The uncomfortable reality for Apple is that all of this is playing catch‑up. Modern AI assistants and chatbots have handled compound requests for a while, often with surprisingly fluid multi‑step reasoning. Apple is only now testing a feature that lets Siri process several actions in one query—something that feels basic in 2026. But the company’s advantage is tight integration: if it gets this right, the payoff is an assistant that can actually use all the hooks iOS has into your apps, data, and on‑screen content in a way third‑party tools can’t fully match.

Of course, the big question is how much of this will be ready on day one. Some features are reportedly labeled as “Preview” internally, hinting that Apple might roll them out in an unfinished but usable state, the same way it treated early Apple Intelligence tools back in 2024. That could mean a world where Siri can technically handle multiple commands, but with quirks and edge cases that get ironed out over subsequent point releases.
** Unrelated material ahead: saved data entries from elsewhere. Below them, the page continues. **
//! Per-table accounting and the end-of-run summary table.

use std::fmt;
use std::time::Duration;

use uuid::Uuid;

use crate::processor::{ImportProfile, Phase};

/// What happened to one legacy table.
#[derive(Debug, Clone, PartialEq)]
pub struct TableReport {
    pub legacy_table: String,
    pub collection: String,
    pub phase: Phase,
    /// Rows in the snapshot.
    pub source_rows: usize,
    /// Rows the transform dropped.
    pub skipped: usize,
    /// Rows that could not be encoded.
    pub rejected: usize,
    /// Documents submitted to the store.
    pub attempted: usize,
    /// Documents the store reports as written.
    pub inserted: usize,
    /// Documents the store rejected.
    pub failed: usize,
    /// Foreign keys whose parent row was never imported.
    pub dangling: usize,
    /// Set when the whole batch failed.
    pub error: Option<String>,
}

/// Outcome of a complete run.
#[derive(Debug, Clone)]
pub struct ImportSummary {
    pub run_id: Uuid,
    pub profile: ImportProfile,
    pub tables: Vec<TableReport>,
    /// Snapshot tables no transform recognizes.
    pub unrecognized: Vec<String>,
    pub elapsed: Duration,
}

impl ImportSummary {
    /// Tables ranked by inserted documents, most first; ties by collection.
    pub fn ranked(&self) -> Vec<&TableReport> {
        let mut ranked: Vec<&TableReport> = self.tables.iter().collect();
        ranked.sort_by(|a, b| {
            b.inserted
                .cmp(&a.inserted)
                .then_with(|| a.collection.cmp(&b.collection))
        });
        ranked
    }

    pub fn table(&self, collection: &str) -> Option<&TableReport> {
        self.tables.iter().find(|t| t.collection == collection)
    }

    pub fn total_source_rows(&self) -> usize {
        self.tables.iter().map(|t| t.source_rows).sum()
    }

    pub fn total_inserted(&self) -> usize {
        self.tables.iter().map(|t| t.inserted).sum()
    }

    pub fn total_failed(&self) -> usize {
        self.tables.iter().map(|t| t.failed).sum()
    }

    pub fn total_skipped(&self) -> usize {
        self.tables.iter().map(|t| t.skipped + t.rejected).sum()
    }

    pub fn total_dangling(&self) -> usize {
        self.tables.iter().map(|t| t.dangling).sum()
    }
}

impl fmt::Display for ImportSummary {
    fn fmt(&self, f: &mut fmt::Formatter<'_>) -> fmt::Result {
        let width = self
            .tables
            .iter()
            .map(|t| t.collection.len())
            .max()
            .unwrap_or(0)
            .max("collection".len());

        writeln!(
            f,
            "{:<width$}  {:>8}  {:>8}  {:>8}  {:>8}  {:>8}",
            "collection", "rows", "inserted", "failed", "skipped", "dangling"
        )?;
        for table in self.ranked() {
            write!(
                f,
                "{:<width$}  {:>8}  {:>8}  {:>8}  {:>8}  {:>8}",
                table.collection,
                table.source_rows,
                table.inserted,
                table.failed,
                table.skipped + table.rejected,
                table.dangling,
            )?;
            if let Some(error) = &table.error {
                write!(f, "  ({})", error)?;
            }
            writeln!(f)?;
        }
        writeln!(
            f,
            "{:<width$}  {:>8}  {:>8}  {:>8}  {:>8}  {:>8}",
            "total",
            self.total_source_rows(),
            self.total_inserted(),
            self.total_failed(),
            self.total_skipped(),
            self.total_dangling(),
        )?;

        if !self.unrecognized.is_empty() {
            writeln!(f, "unrecognized tables: {}", self.unrecognized.join(", "))?;
        }
        write!(
            f,
            "{} profile, {} tables in {:.1}s",
            self.profile,
            self.tables.len(),
            self.elapsed.as_secs_f64()
        )
    }
}

#[cfg(test)]
mod tests {
    use super::*;

    fn report(collection: &str, inserted: usize) -> TableReport {
        TableReport {
            legacy_table: collection.to_lowercase(),
            collection: collection.to_string(),
            phase: Phase::Catalog,
            source_rows: inserted + 1,
            skipped: 1,
            rejected: 0,
            attempted: inserted,
            inserted,
            failed: 0,
            dangling: 0,
            error: None,
        }
    }

    fn summary() -> ImportSummary {
        ImportSummary {
            run_id: Uuid::new_v4(),
            profile: ImportProfile::Full,
            tables: vec![
                report("variants", 4),
                TableReport {
                    dangling: 2,
                    ..report("products", 10)
                },
                TableReport {
                    dangling: 1,
                    ..report("banners", 4)
                },
            ],
            unrecognized: vec!["migrations".to_string()],
            elapsed: Duration::from_millis(1500),
        }
    }

    #[test]
    fn test_ranked_by_inserted_then_collection() {
        let summary = summary();
        let order: Vec<&str> = summary
            .ranked()
            .iter()
            .map(|t| t.collection.as_str())
            .collect();
        assert_eq!(order, vec!["products", "banners", "variants"]);
    }

    #[test]
    fn test_totals() {
        let summary = summary();
        assert_eq!(summary.total_inserted(), 18);
        assert_eq!(summary.total_source_rows(), 21);
        assert_eq!(summary.total_skipped(), 3);
        assert_eq!(summary.total_failed(), 0);
        assert_eq!(summary.total_dangling(), 3);
    }

    #[test]
    fn test_display_lists_tables_and_totals() {
        let mut summary = summary();
        summary.tables[0].error = Some("Insert error: boom".to_string());
        let rendered = summary.to_string();
        let lines: Vec<&str> = rendered.lines().collect();

        assert!(lines[0].starts_with("collection"));
        assert!(lines[1].starts_with("products"));
        assert!(lines[3].contains("(Insert error: boom)"));
        assert!(lines[4].starts_with("total"));
        assert_eq!(
            lines[4].split_whitespace().collect::<Vec<_>>(),
            vec!["total", "21", "18", "0", "3", "3"]
        );
        assert!(rendered.contains("unrecognized tables: migrations"));
        assert!(rendered.ends_with("full profile, 3 tables in 1.5s"));
    }
}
Still, even a rough first version would be a huge step forward from the Siri people are used to living with today.

If Apple delivers on the leaks, you’re looking at a Siri that can finally work the way people always assumed it should: understanding longer, more natural requests, chaining actions across apps, remembering context, and even handing off to other AI assistants when it makes sense. It’s late, sure—but if the new Siri can go from “set a timer” to being a genuinely competent, multi‑command AI hub for your iPhone, that might be enough to make people give it another shot.